Che cosa vi è di naturale in un corpo attaccato ad una macchina,riempito di medicinali , tagliato e ricomposto più volte?

Sono figlio di un medico condotto e ho assistito, forse troppo giovane per capire veramente, a tante discussioni a casa mia fra mio padre e mia madre sul destino di tanti malati terminali in un Paese dove ci si conosceva tutti. Il buon senso e i mezzi ridotti dell’epoca facevano dire talvolta a mio padre: «Non c’è più niente da fare , è inutile farlo soffrire ancora» . E poi la comparsa di quella che sembrava una parola proibita , “morfina” , una sostanza di cui parlare sottovoce, come se lenire il dolore fosse un peccato inconfessabile. Migliaia di medici si sono sempre comportati così, usando il buon senso e discutendo pacificamente con la propria coscienza e con i familiari. Oggi le cose stanno diversamente, la medicina ha fatto passi in avanti giganteschi, ma credo che la libertà di un individuo di andarsene in pace e “secondo natura” quando è il momento sia una delle prerogative inalienabili di una persona. È l’accanimento terapeutico, qualche volta frutto della hybris della scienza medica, altre volte della disperazione (e dell’egoismo) dei familiari e altre ancora di norme crudeli e stupide, a essere contro natura. Che cosa vi è di naturale in un corpo attaccato ad una macchina,riempito di medicinali , tagliato e ricomposto più volte?

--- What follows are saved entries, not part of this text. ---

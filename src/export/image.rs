use std::path::{Path, PathBuf};

use anyhow::Context;
use image::{Rgba, RgbaImage};

/// Offscreen capture options. The preview is re-rendered at `scale` times its
/// on-screen size before encoding.
#[derive(Clone, Copy, Debug)]
pub struct ImageOptions {
    pub scale: u32,
    pub transparent_background: bool,
}

impl Default for ImageOptions {
    fn default() -> Self {
        ImageOptions {
            scale: 2,
            transparent_background: false,
        }
    }
}

pub fn image_export_path(now_millis: i64) -> PathBuf {
    super::output_dir().join(format!("poem-{now_millis}.png"))
}

/// Encodes a 0RGB pixel buffer (the renderer's native format) as a PNG file.
/// With `transparent_background`, pixels matching `background` become fully
/// transparent.
pub fn encode_png(
    pixels: &[u32],
    width: u32,
    height: u32,
    background: Option<u32>,
    path: &Path,
) -> anyhow::Result<()> {
    anyhow::ensure!(
        pixels.len() == (width as usize) * (height as usize),
        "pixel buffer size mismatch"
    );
    let mut img = RgbaImage::new(width, height);
    for (i, pixel) in pixels.iter().enumerate() {
        let x = (i as u32) % width;
        let y = (i as u32) / width;
        let r = ((pixel >> 16) & 0xFF) as u8;
        let g = ((pixel >> 8) & 0xFF) as u8;
        let b = (pixel & 0xFF) as u8;
        let a = if background == Some(pixel & 0x00FF_FFFF) {
            0
        } else {
            0xFF
        };
        img.put_pixel(x, y, Rgba([r, g, b, a]));
    }
    img.save(path)
        .with_context(|| format!("writing {}", path.display()))?;
    Ok(())
}

#[cfg(test)]
mod tests {
    use super::*;

    #[test]
    fn encode_png_writes_a_decodable_file() {
        let tmp = tempfile::tempdir().unwrap();
        let path = tmp.path().join("poem.png");
        let pixels = vec![0xF8F9FA_u32; 4 * 3];
        encode_png(&pixels, 4, 3, None, &path).unwrap();

        let decoded = image::open(&path).unwrap().to_rgba8();
        assert_eq!(decoded.dimensions(), (4, 3));
        assert_eq!(decoded.get_pixel(0, 0), &Rgba([0xF8, 0xF9, 0xFA, 0xFF]));
    }

    #[test]
    fn transparent_background_clears_matching_pixels() {
        let tmp = tempfile::tempdir().unwrap();
        let path = tmp.path().join("poem.png");
        let pixels = vec![0xFFFFFF, 0x2C3E50, 0xFFFFFF, 0x2C3E50];
        encode_png(&pixels, 2, 2, Some(0xFFFFFF), &path).unwrap();

        let decoded = image::open(&path).unwrap().to_rgba8();
        assert_eq!(decoded.get_pixel(0, 0).0[3], 0);
        assert_eq!(decoded.get_pixel(1, 0).0[3], 0xFF);
    }

    #[test]
    fn size_mismatch_is_rejected() {
        let tmp = tempfile::tempdir().unwrap();
        let path = tmp.path().join("poem.png");
        assert!(encode_png(&[0; 3], 2, 2, None, &path).is_err());
    }
}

Così la pietas che una volta indirizzava il vecchio medico è divenuta un rischio da cui proteggersi. Se il Parlamento italiano varasse finalmente una norma che dicesse con chiarezza che il confine fra la vita e la morte non è un campo di battaglia fra ideologie, religioni e norme, ma una scelta dolorosa da lasciare a ciascuno di noi avremmo fatto un altro passo in avanti verso la civiltà.